DATASET ENTRIES

use std::fmt;

use serde::{Deserialize, Serialize};
use tracing::{debug, instrument};

use crate::equality::{scalars_equal, translations_equal};
use crate::error::ShapeError;
use crate::geometry::point::Point3d;
use crate::geometry::pose::Pose;
use crate::geometry::vector::Vec3;

use super::{Shape3d, ShapeKernel, SurfaceQuery};

/// A solid ball centered on the shape frame origin.
#[derive(Debug, Clone, PartialEq, Serialize, Deserialize)]
#[serde(try_from = "SphereDimensions", into = "SphereDimensions")]
pub struct Sphere {
    radius: f64,
}

#[derive(Serialize, Deserialize)]
struct SphereDimensions {
    radius: f64,
}

impl TryFrom<SphereDimensions> for Sphere {
    type Error = ShapeError;

    fn try_from(dims: SphereDimensions) -> Result<Self, ShapeError> {
        Sphere::new(dims.radius)
    }
}

impl From<Sphere> for SphereDimensions {
    fn from(sphere: Sphere) -> Self {
        Self {
            radius: sphere.radius,
        }
    }
}

impl Sphere {
    pub const MIN_RADIUS: f64 = 0.0;

    #[instrument]
    pub fn new(radius: f64) -> Result<Self, ShapeError> {
        Self::validate(radius)?;
        debug!(radius, "created sphere");
        Ok(Self { radius })
    }

    fn validate(radius: f64) -> Result<(), ShapeError> {
        ShapeError::check_minimum(Self::NAME, "radius", radius, Self::MIN_RADIUS)
    }

    pub fn radius(&self) -> f64 {
        self.radius
    }

    #[instrument(skip(self))]
    pub fn set_radius(&mut self, radius: f64) -> Result<(), ShapeError> {
        Self::validate(radius)?;
        self.radius = radius;
        debug!(radius, "resized sphere");
        Ok(())
    }
}

impl Default for Sphere {
    fn default() -> Self {
        Self { radius: 1.0 }
    }
}

impl fmt::Display for Sphere {
    fn fmt(&self, f: &mut fmt::Formatter<'_>) -> fmt::Result {
        write!(f, "Sphere: radius = {}", self.radius)
    }
}

impl ShapeKernel for Sphere {
    const NAME: &'static str = "Sphere";

    fn is_inside_epsilon_local(&self, point: &Point3d, epsilon: f64) -> bool {
        let limit = self.radius + epsilon;
        point.to_vec3().length_squared() <= limit * limit && limit >= 0.0
    }

    fn evaluate_local(&self, point: &Point3d) -> SurfaceQuery {
        let offset = point.to_vec3();
        let dist = offset.length();
        if crate::default_tolerance().is_zero_length(dist) {
            return SurfaceQuery::new(
                -self.radius,
                Point3d::new(0.0, 0.0, self.radius),
                Vec3::Z,
            );
        }
        let normal = offset / dist;
        SurfaceQuery::new(
            dist - self.radius,
            Point3d::from(normal * self.radius),
            normal,
        )
    }

    fn dimensions_equal(&self, other: &Self, epsilon: f64) -> bool {
        scalars_equal(self.radius, other.radius, epsilon)
    }

    fn geometrically_equals(
        &self,
        pose: &Pose,
        other: &Self,
        other_pose: &Pose,
        epsilon: f64,
    ) -> bool {
        self.dimensions_equal(other, epsilon) && translations_equal(pose, other_pose, epsilon)
    }

    fn zeroed() -> Self {
        Self { radius: 0.0 }
    }

    fn nan() -> Self {
        Self { radius: f64::NAN }
    }

    fn contains_nan(&self) -> bool {
        self.radius.is_nan()
    }
}

impl Shape3d<Sphere> {
    /// Sphere of `radius` around `center`, with identity rotation.
    pub fn new(center: Point3d, radius: f64) -> Result<Self, ShapeError> {
        Ok(Self::from_parts(
            Pose::from_translation(center.to_vec3()),
            Sphere::new(radius)?,
        ))
    }

    pub fn radius(&self) -> f64 {
        self.kernel.radius()
    }

    pub fn center(&self) -> Point3d {
        self.position()
    }

    pub fn set_radius(&mut self, radius: f64) -> Result<(), ShapeError> {
        self.kernel.set_radius(radius)
    }

    pub fn set_center(&mut self, center: Point3d) {
        self.pose.set_translation(center.to_vec3());
    }
}

#[cfg(test)]
mod tests {
    use super::*;
    use crate::shapes::Sphere3d;
    use approx::assert_abs_diff_eq;

    #[test]
    fn test_default_is_unit_sphere() {
        let sphere = Sphere3d::default();
        assert!((sphere.radius() - 1.0).abs() < 1e-12);
        assert_eq!(sphere.center(), Point3d::ORIGIN);
    }

    #[test]
    fn test_containment_around_radius() {
        let sphere = Sphere3d::default();
        assert!(sphere.is_inside_or_on_surface(&Point3d::new(0.999, 0.0, 0.0)));
        assert!(sphere.is_inside_or_on_surface(&Point3d::new(0.0, 1.0, 0.0)));
        assert!(!sphere.is_inside_or_on_surface(&Point3d::new(0.0, 0.0, 1.001)));
        assert!(sphere.is_inside_epsilon(&Point3d::new(0.0, 0.0, 1.001), 0.002));
        assert!(!sphere.is_inside_epsilon(&Point3d::new(0.0, 0.0, 0.999), -0.002));
    }

    #[test]
    fn test_query_off_center() {
        let sphere = Sphere3d::new(Point3d::new(1.0, 1.0, 1.0), 2.0).unwrap();
        let query = sphere.query(&Point3d::new(1.0, 1.0, 5.0));
        assert!((query.distance - 2.0).abs() < 1e-12);
        assert_abs_diff_eq!(query.closest_point, Point3d::new(1.0, 1.0, 3.0), epsilon = 1e-12);
        assert_abs_diff_eq!(query.normal, Vec3::Z, epsilon = 1e-12);

        let inside = sphere.query(&Point3d::new(2.0, 1.0, 1.0));
        assert!((inside.distance + 1.0).abs() < 1e-12);
        assert!(inside.is_inside());
    }

    #[test]
    fn test_query_at_center_is_finite() {
        let sphere = Sphere3d::default();
        let query = sphere.query(&Point3d::ORIGIN);
        assert!((query.distance + 1.0).abs() < 1e-12);
        assert_abs_diff_eq!(query.closest_point, Point3d::new(0.0, 0.0, 1.0), epsilon = 1e-12);
        assert_abs_diff_eq!(query.normal, Vec3::Z, epsilon = 1e-12);
    }

    #[test]
    fn test_projection_lands_on_surface() {
        let sphere = Sphere3d::new(Point3d::new(0.0, 0.0, 1.0), 0.5).unwrap();
        let projected = sphere.orthogonal_projection_copy(&Point3d::new(3.0, 4.0, 1.0));
        assert_abs_diff_eq!(projected, Point3d::new(0.3, 0.4, 1.0), epsilon = 1e-12);
        assert!(sphere.distance(&projected).abs() < 1e-12);
    }

    #[test]
    fn test_rotation_is_ignored_by_geometric_equality() {
        let a = Sphere3d::new(Point3d::new(1.0, 2.0, 3.0), 1.5).unwrap();
        let mut b = a.clone();
        b.append_transform(&Pose::from_yaw_pitch_roll(0.3, 1.2, -0.4));
        assert!(a.geometrically_equals(&b, 1e-9));
        assert!(!a.epsilon_equals(&b, 1e-9));
    }

    #[test]
    fn test_setters_validate() {
        let mut sphere = Sphere3d::default();
        assert!(sphere.set_radius(0.0).is_ok());
        assert!(matches!(
            sphere.set_radius(-0.5),
            Err(ShapeError::InvalidDimensions { value, .. }) if value == -0.5
        ));
        assert!((sphere.radius() - 0.0).abs() < 1e-12);
        sphere.set_center(Point3d::new(4.0, 0.0, 0.0));
        assert_eq!(sphere.center(), Point3d::new(4.0, 0.0, 0.0));
        assert!(Sphere3d::new(Point3d::ORIGIN, f64::NAN).is_err());
    }

    #[test]
    fn test_display() {
        let sphere = Sphere3d::new(Point3d::ORIGIN, 2.0).unwrap();
        let text = sphere.to_string();
        assert!(text.starts_with("Sphere: radius = 2, pose =\n"));
    }

    #[test]
    fn test_json_rejects_negative_radius() {
        let sphere: Sphere = serde_json::from_str(r#"{"radius":0.25}"#).unwrap();
        assert!((sphere.radius() - 0.25).abs() < 1e-12);
        assert!(serde_json::from_str::<Sphere>(r#"{"radius":-1.0}"#).is_err());
    }
}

YOUR GOAL
Count the lines of the entries above in which the string "projected" appears. Supply the number only.

RESPONSE BOX
3